Ovvero come essere scontati. Noi, nella scelta. Un film di enorme successo, ed era prevedibile visto il cast (a partire dalle star americane - Di Caprio – o europee – Cotillard -, proseguendo coi grandi vecchi Caine, Postlethwaite e Berenger e condendo il tutto con gli emergenti Gordon-Levitt, Hardy, Page e Murphy) e soprattutto visto il moviemaker dietro l'operazione: Nolan sa fare cinema a tutto tondo, dirige e scrive, sceneggiatura e regia vengono dalla stessa mente e si vede eccome. Nello specifico, pare, ha passato anni a creare e limare un meccanismo di mirabile precisione e discreta complessità – salvo poi, forse il punto debole del tutto, eccedere nello spiegare la struttura dei suoi sogni dentro ai sogni, fornendo ogni dettaglio minuziosamente, avendo cura di non lasciare nulla di oscuro. Lo spettacolo visivo è impressionante (e non solo per l'abbondanza di effetti speciali, l'immaginazione qui la fa davvero da padrona, soprattutto nelle fasi preliminari), l'ammirazione che una tale struttura narrativa desta è sincera ma si perde un po' del mistero, dell'esercizio di deduzione, della sorpresa. Ed il senso di vertigine di una trottola che non vuole saperne di cadere prima della dissolvenza in nero è un po' poco per restituirci tutto. E', insomma, un esercizio di stile di alto livello e sicuramente fa venir voglia di cinema. Per essere un capolavoro, forse, mancano un po' di emozioni realmente viscerali (ci prova, ma si sente l'artifizio).

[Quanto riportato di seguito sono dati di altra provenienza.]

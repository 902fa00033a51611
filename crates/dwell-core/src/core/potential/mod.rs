//! # Potential Module
//!
//! The analytic potential-energy surface and the expression syntax that
//! carries it to the dynamics engine.
//!
//! ## Overview
//!
//! One mathematical definition serves two consumers: the integrator, which
//! receives the surface as a force-expression string, and the plotting
//! layer, which evaluates it over a grid. [`surface::PotentialSurface`]
//! owns the analytic parameters and derives both representations from
//! them, so they agree by construction. [`expression`] implements the
//! engine's expression syntax (parsing, evaluation, symbolic
//! differentiation for force extraction).

pub mod expression;
pub mod surface;
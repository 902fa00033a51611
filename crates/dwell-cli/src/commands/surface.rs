use crate::cli::SurfaceArgs;
use crate::config::{self, FileConfig};
use crate::error::Result;
use dwellmd::core::plot::chart::ChartCanvas;
use dwellmd::core::potential::surface::PotentialSurface;
use tracing::{info, instrument};

const OUTPUT_DIMENSIONS: (u32, u32) = (1024, 768);

#[instrument(skip_all, name = "surface_command")]
pub fn run(args: SurfaceArgs) -> Result<()> {
    let file = FileConfig::load_optional(args.config.as_deref())?;
    let plot = config::resolve_surface_plot(&file, &args)?;

    info!(
        resolution = plot.resolution,
        "rendering potential landscape"
    );

    let surface = PotentialSurface::default();
    let mut canvas = ChartCanvas::new(plot.bounds);
    surface.render(&mut canvas, plot.bounds, plot.resolution);

    canvas.save(&args.output, OUTPUT_DIMENSIONS)?;
    println!("Landscape written -> {}", args.output.display());

    Ok(())
}
//! # Engine Module
//!
//! Stateful orchestration of a sampling run.
//!
//! ## Overview
//!
//! Everything that holds run state or touches randomness lives here:
//!
//! - **Configuration** ([`config`]) - The immutable run parameters and
//!   their builder
//! - **Integration capability** ([`dynamics`]) - The trait any dynamics
//!   engine must satisfy, and the reference [`langevin`] implementation
//! - **Initial placement** ([`utils`]) - Seeded placement of the ensemble
//!   on its starting circle
//! - **Run state** ([`state`]) - The driver phase machine and recorded
//!   frames
//! - **Progress** ([`progress`]) - Callback-based progress reporting
//! - **Errors** ([`error`]) - The engine error taxonomy; all failures are
//!   fatal, there are no retries

pub mod config;
pub mod dynamics;
pub mod error;
pub mod langevin;
pub mod progress;
pub mod state;
pub mod utils;
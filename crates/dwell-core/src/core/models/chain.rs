use super::ids::ResidueId;

/// Represents a chain of residues in the placeholder topology.
///
/// A sampling run uses exactly one chain; the type stays general because
/// the container does not care.
#[derive(Debug, Clone, PartialEq, Eq)]
pub struct Chain {
    /// Chain identifier (e.g., 'A').
    pub id: char,
    pub(crate) residues: Vec<ResidueId>,
}

impl Chain {
    pub(crate) fn new(id: char) -> Self {
        Self {
            id,
            residues: Vec::new(),
        }
    }

    pub(crate) fn add_residue(&mut self, residue_id: ResidueId) {
        self.residues.push(residue_id);
    }

    /// Returns the IDs of all residues in this chain, in insertion order.
    pub fn residues(&self) -> &[ResidueId] {
        &self.residues
    }
}
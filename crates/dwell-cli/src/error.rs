use thiserror::Error;

pub type Result<T> = std::result::Result<T, CliError>;

#[derive(Debug, Error)]
pub enum CliError {
    #[error("I/O error: {0}")]
    Io(#[from] std::io::Error),

    #[error("Configuration file error: {0}")]
    ConfigFile(#[from] toml::de::Error),

    #[error("Configuration error: {0}")]
    Config(#[from] dwellmd::engine::config::ConfigError),

    #[error("Engine error: {0}")]
    Engine(#[from] dwellmd::engine::error::EngineError),

    #[error("Plot error: {0}")]
    Plot(#[from] dwellmd::core::plot::chart::PlotError),
}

  1. HOW TO TRAIN YOUR DRAGON (DRAGON TRAINER, IN ITALIANO...)

Ovvero come fare un cartoon digitale che è anche un gran film tout court. Perché, sì, è un cartone animato. E, per gli affezionati di Biancaneve ed i suoi nani animati a mano, ha la colpa imperdonabile di essere generato dal computer. Ma è un gran bel pezzo di cinema. La sceneggiatura è solida e la regia (rassegnarsi, tale è pure in questi casi) di prim'ordine – se lo stesso identico racconto fosse stato girato con attori e, per dire, cani invece che con bimbi e draghi in CGI sarebbero in molti di più a dire di un grande film, con echi di Jack London e chi più ne ha.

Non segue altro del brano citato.